Psychose : l'attirail de la terreur


Lorsque l’on pense à Alfred Hitchcock, il est une scène et une musique, la fantastique musique du fidèle Bernard Hermann qui vient à l’esprit. La stridence des violons et un rideau de douche qui cède, un visage horrifié et un couteau en transe. Une flaque, un filet de sang se mélange au petit tourbillon d’eau qui se forme à la bonde. C’est à la fois extrêmement érotique et d’une froideur assassine. On les voit plan par plan découpe par découpe ces images milles fois revues d’un film mythique. Après la transe, un œil apparaît, magnifique montage qui superpose le siphon où le sang s’écoule et où la vie s’en va et l’œil vide, rasséréné de toute terreur mais éteint à jamais, de Marion jouée par la belle Janet Leigh, qu’Hitchcock avait imposé au producteur malgré une opposition due à son statut de débutante.

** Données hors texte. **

//! Append-only delivery audit rows.

use clinica_core::types::{DbId, Timestamp};
use serde::Serialize;
use sqlx::FromRow;

/// `notification_logs.status` for a delivered notification.
pub const LOG_STATUS_SENT: &str = "sent";

/// `notification_logs.status` for a dead-lettered notification.
pub const LOG_STATUS_FAILED: &str = "failed";

/// A row from the `notification_logs` table.
#[derive(Debug, Clone, FromRow, Serialize)]
pub struct NotificationLog {
    pub id: DbId,
    pub pending_notification_id: Option<DbId>,
    pub notification_rule_id: Option<DbId>,
    pub recipient_id: DbId,
    pub sent_at: Timestamp,
    pub status: String,
    pub channel_used: Option<String>,
    pub error_message: Option<String>,
}
//! Repository for the `push_subscriptions` table.
//!
//! An endpoint URL identifies a subscription: registering a known URL again
//! moves it to the new subscriber and replaces its keys.

use clinica_core::types::DbId;
use sqlx::PgPool;

use crate::models::push_subscription::{PushSubscription, RegisterPushSubscription};

/// Column list for `push_subscriptions` queries.
const COLUMNS: &str = "id, subscriber_id, endpoint, p256dh, auth, created_at, updated_at";

/// Provides CRUD operations for Web Push endpoints.
pub struct PushSubscriptionRepo;

impl PushSubscriptionRepo {
    /// Register (or re-register) an endpoint for a subscriber.
    pub async fn register(
        pool: &PgPool,
        subscriber_id: DbId,
        input: &RegisterPushSubscription,
    ) -> Result<PushSubscription, sqlx::Error> {
        let query = format!(
            "INSERT INTO push_subscriptions (subscriber_id, endpoint, p256dh, auth) \
             VALUES ($1, $2, $3, $4) \
             ON CONFLICT (endpoint) DO UPDATE SET \
                 subscriber_id = EXCLUDED.subscriber_id, \
                 p256dh = EXCLUDED.p256dh, \
                 auth = EXCLUDED.auth \
             RETURNING {COLUMNS}"
        );
        sqlx::query_as::<_, PushSubscription>(&query)
            .bind(subscriber_id)
            .bind(&input.endpoint)
            .bind(&input.p256dh)
            .bind(&input.auth)
            .fetch_one(pool)
            .await
    }

    /// Remove an endpoint. Returns `true` if a row was deleted.
    pub async fn delete_by_endpoint(pool: &PgPool, endpoint: &str) -> Result<bool, sqlx::Error> {
        let result = sqlx::query("DELETE FROM push_subscriptions WHERE endpoint = $1")
            .bind(endpoint)
            .execute(pool)
            .await?;
        Ok(result.rows_affected() > 0)
    }

    pub async fn list_for_subscriber(
        pool: &PgPool,
        subscriber_id: DbId,
    ) -> Result<Vec<PushSubscription>, sqlx::Error> {
        let query = format!(
            "SELECT {COLUMNS} FROM push_subscriptions \
             WHERE subscriber_id = $1 \
             ORDER BY id"
        );
        sqlx::query_as::<_, PushSubscription>(&query)
            .bind(subscriber_id)
            .fetch_all(pool)
            .await
    }
}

Une scène mythique qui compte soixante et onze plans en moins de quarante-cinq secondes que dure le film ! Une scène qui, l’air de rien, le film ayant été tourné en 1960, est d’une modernité époustouflante au regard de l’époque. Certes, le film de Clouzot, « Les Diaboliques », et dont le film reprend quelques idées proposait déjà une scène de meurtre dans une salle de bain, mais jamais le film du français n’arrivait à une telle esthétisation de la mort, à une sensualité de l’horreur où nous pousse Hitchcock, que l’on peut voir, dans ce film, choisir une voiture lors de la scène chez le garagiste, affublé d’un magnifique chapeau Texan.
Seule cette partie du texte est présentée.